▸ EXERCISE REQUIREMENTS
Give the entries again, exactly as they stand.

▸ WORKING DATA
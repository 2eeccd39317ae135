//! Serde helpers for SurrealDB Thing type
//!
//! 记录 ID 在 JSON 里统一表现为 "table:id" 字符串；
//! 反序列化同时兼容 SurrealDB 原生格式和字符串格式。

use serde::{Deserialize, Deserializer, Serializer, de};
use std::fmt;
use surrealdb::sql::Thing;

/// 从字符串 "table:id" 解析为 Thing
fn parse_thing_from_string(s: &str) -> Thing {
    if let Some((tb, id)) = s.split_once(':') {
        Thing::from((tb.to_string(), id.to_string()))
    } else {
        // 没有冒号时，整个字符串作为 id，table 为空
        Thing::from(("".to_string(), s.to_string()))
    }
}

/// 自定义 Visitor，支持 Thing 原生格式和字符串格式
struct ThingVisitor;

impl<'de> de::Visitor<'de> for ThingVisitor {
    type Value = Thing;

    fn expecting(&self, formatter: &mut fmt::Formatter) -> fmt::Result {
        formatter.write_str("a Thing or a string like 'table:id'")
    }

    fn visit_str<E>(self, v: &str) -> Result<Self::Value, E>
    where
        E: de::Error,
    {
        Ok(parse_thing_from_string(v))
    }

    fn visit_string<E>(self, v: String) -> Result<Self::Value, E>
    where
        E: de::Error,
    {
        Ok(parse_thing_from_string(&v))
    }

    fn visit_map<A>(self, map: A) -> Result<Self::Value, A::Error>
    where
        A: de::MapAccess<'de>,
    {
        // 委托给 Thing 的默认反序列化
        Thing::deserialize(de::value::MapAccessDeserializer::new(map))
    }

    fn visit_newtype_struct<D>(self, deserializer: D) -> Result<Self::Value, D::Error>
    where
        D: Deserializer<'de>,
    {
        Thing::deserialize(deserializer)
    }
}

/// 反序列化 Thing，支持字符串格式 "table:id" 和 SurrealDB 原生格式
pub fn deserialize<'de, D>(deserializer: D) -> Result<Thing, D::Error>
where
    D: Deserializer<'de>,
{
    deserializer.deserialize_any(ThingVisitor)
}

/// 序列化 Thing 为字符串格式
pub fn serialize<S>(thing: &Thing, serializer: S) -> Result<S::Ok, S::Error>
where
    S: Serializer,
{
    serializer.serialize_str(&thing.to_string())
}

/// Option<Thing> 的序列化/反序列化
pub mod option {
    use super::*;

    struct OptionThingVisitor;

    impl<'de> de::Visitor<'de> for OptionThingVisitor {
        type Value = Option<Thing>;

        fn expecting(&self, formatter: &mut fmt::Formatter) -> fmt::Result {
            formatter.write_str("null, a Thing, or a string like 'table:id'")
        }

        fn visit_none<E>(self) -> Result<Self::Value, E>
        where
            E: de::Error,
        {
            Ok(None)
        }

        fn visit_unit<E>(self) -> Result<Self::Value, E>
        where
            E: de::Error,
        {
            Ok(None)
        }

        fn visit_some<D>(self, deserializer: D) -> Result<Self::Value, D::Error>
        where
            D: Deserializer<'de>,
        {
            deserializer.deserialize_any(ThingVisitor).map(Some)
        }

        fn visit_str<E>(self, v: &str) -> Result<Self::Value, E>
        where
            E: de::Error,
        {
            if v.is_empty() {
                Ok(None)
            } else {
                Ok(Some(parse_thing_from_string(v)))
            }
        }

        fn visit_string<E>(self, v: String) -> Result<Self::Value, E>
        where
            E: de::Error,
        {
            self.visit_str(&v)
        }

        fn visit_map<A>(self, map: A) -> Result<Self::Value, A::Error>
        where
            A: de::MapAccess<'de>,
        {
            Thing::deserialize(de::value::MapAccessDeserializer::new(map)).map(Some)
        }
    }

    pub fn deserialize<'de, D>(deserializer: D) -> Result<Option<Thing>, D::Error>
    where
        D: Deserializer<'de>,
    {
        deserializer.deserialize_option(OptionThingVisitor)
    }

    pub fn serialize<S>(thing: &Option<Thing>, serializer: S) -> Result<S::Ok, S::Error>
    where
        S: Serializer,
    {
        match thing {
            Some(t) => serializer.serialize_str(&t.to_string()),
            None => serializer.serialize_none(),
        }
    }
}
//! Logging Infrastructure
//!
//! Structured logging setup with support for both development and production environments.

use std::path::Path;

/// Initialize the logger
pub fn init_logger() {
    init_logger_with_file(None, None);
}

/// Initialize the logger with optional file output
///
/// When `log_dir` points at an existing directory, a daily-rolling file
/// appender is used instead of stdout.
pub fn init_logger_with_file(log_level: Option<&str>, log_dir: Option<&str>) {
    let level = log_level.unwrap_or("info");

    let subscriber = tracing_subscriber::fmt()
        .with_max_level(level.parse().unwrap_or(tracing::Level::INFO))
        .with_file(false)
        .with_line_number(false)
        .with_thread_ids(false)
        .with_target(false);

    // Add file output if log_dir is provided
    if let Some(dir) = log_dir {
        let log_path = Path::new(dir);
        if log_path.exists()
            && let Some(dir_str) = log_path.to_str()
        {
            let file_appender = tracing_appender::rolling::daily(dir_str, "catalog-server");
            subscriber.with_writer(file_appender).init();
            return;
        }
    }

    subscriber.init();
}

▸ TASK ANSWER
repository 2eeccd39317ae135
//! Serde helpers for SurrealDB Thing type
//!
//! 记录 ID 在 JSON 里统一表现为 "table:id" 字符串；
//! 反序列化同时兼容 SurrealDB 原生格式和字符串格式。

use serde::{Deserialize, Deserializer, Serializer, de};
use std::fmt;
use surrealdb::sql::Thing;

/// 从字符串 "table:id" 解析为 Thing
fn parse_thing_from_string(s: &str) -> Thing {
    if let Some((tb, id)) = s.split_once(':') {
        Thing::from((tb.to_string(), id.to_string()))
    } else {
        // 没有冒号时，整个字符串作为 id，table 为空
        Thing::from(("".to_string(), s.to_string()))
    }
}

/// 自定义 Visitor，支持 Thing 原生格式和字符串格式
struct ThingVisitor;

impl<'de> de::Visitor<'de> for ThingVisitor {
    type Value = Thing;

    fn expecting(&self, formatter: &mut fmt::Formatter) -> fmt::Result {
        formatter.write_str("a Thing or a string like 'table:id'")
    }

    fn visit_str<E>(self, v: &str) -> Result<Self::Value, E>
    where
        E: de::Error,
    {
        Ok(parse_thing_from_string(v))
    }

    fn visit_string<E>(self, v: String) -> Result<Self::Value, E>
    where
        E: de::Error,
    {
        Ok(parse_thing_from_string(&v))
    }

    fn visit_map<A>(self, map: A) -> Result<Self::Value, A::Error>
    where
        A: de::MapAccess<'de>,
    {
        // 委托给 Thing 的默认反序列化
        Thing::deserialize(de::value::MapAccessDeserializer::new(map))
    }

    fn visit_newtype_struct<D>(self, deserializer: D) -> Result<Self::Value, D::Error>
    where
        D: Deserializer<'de>,
    {
        Thing::deserialize(deserializer)
    }
}

/// 反序列化 Thing，支持字符串格式 "table:id" 和 SurrealDB 原生格式
pub fn deserialize<'de, D>(deserializer: D) -> Result<Thing, D::Error>
where
    D: Deserializer<'de>,
{
    deserializer.deserialize_any(ThingVisitor)
}

/// 序列化 Thing 为字符串格式
pub fn serialize<S>(thing: &Thing, serializer: S) -> Result<S::Ok, S::Error>
where
    S: Serializer,
{
    serializer.serialize_str(&thing.to_string())
}

/// Option<Thing> 的序列化/反序列化
pub mod option {
    use super::*;

    struct OptionThingVisitor;

    impl<'de> de::Visitor<'de> for OptionThingVisitor {
        type Value = Option<Thing>;

        fn expecting(&self, formatter: &mut fmt::Formatter) -> fmt::Result {
            formatter.write_str("null, a Thing, or a string like 'table:id'")
        }

        fn visit_none<E>(self) -> Result<Self::Value, E>
        where
            E: de::Error,
        {
            Ok(None)
        }

        fn visit_unit<E>(self) -> Result<Self::Value, E>
        where
            E: de::Error,
        {
            Ok(None)
        }

        fn visit_some<D>(self, deserializer: D) -> Result<Self::Value, D::Error>
        where
            D: Deserializer<'de>,
        {
            deserializer.deserialize_any(ThingVisitor).map(Some)
        }

        fn visit_str<E>(self, v: &str) -> Result<Self::Value, E>
        where
            E: de::Error,
        {
            if v.is_empty() {
                Ok(None)
            } else {
                Ok(Some(parse_thing_from_string(v)))
            }
        }

        fn visit_string<E>(self, v: String) -> Result<Self::Value, E>
        where
            E: de::Error,
        {
            self.visit_str(&v)
        }

        fn visit_map<A>(self, map: A) -> Result<Self::Value, A::Error>
        where
            A: de::MapAccess<'de>,
        {
            Thing::deserialize(de::value::MapAccessDeserializer::new(map)).map(Some)
        }
    }

    pub fn deserialize<'de, D>(deserializer: D) -> Result<Option<Thing>, D::Error>
    where
        D: Deserializer<'de>,
    {
        deserializer.deserialize_option(OptionThingVisitor)
    }

    pub fn serialize<S>(thing: &Option<Thing>, serializer: S) -> Result<S::Ok, S::Error>
    where
        S: Serializer,
    {
        match thing {
            Some(t) => serializer.serialize_str(&t.to_string()),
            None => serializer.serialize_none(),
        }
    }
}
//! Logging Infrastructure
//!
//! Structured logging setup with support for both development and production environments.

use std::path::Path;

/// Initialize the logger
pub fn init_logger() {
    init_logger_with_file(None, None);
}

/// Initialize the logger with optional file output
///
/// When `log_dir` points at an existing directory, a daily-rolling file
/// appender is used instead of stdout.
pub fn init_logger_with_file(log_level: Option<&str>, log_dir: Option<&str>) {
    let level = log_level.unwrap_or("info");

    let subscriber = tracing_subscriber::fmt()
        .with_max_level(level.parse().unwrap_or(tracing::Level::INFO))
        .with_file(false)
        .with_line_number(false)
        .with_thread_ids(false)
        .with_target(false);

    // Add file output if log_dir is provided
    if let Some(dir) = log_dir {
        let log_path = Path::new(dir);
        if log_path.exists()
            && let Some(dir_str) = log_path.to_str()
        {
            let file_appender = tracing_appender::rolling::daily(dir_str, "catalog-server");
            subscriber.with_writer(file_appender).init();
            return;
        }
    }

    subscriber.init();
}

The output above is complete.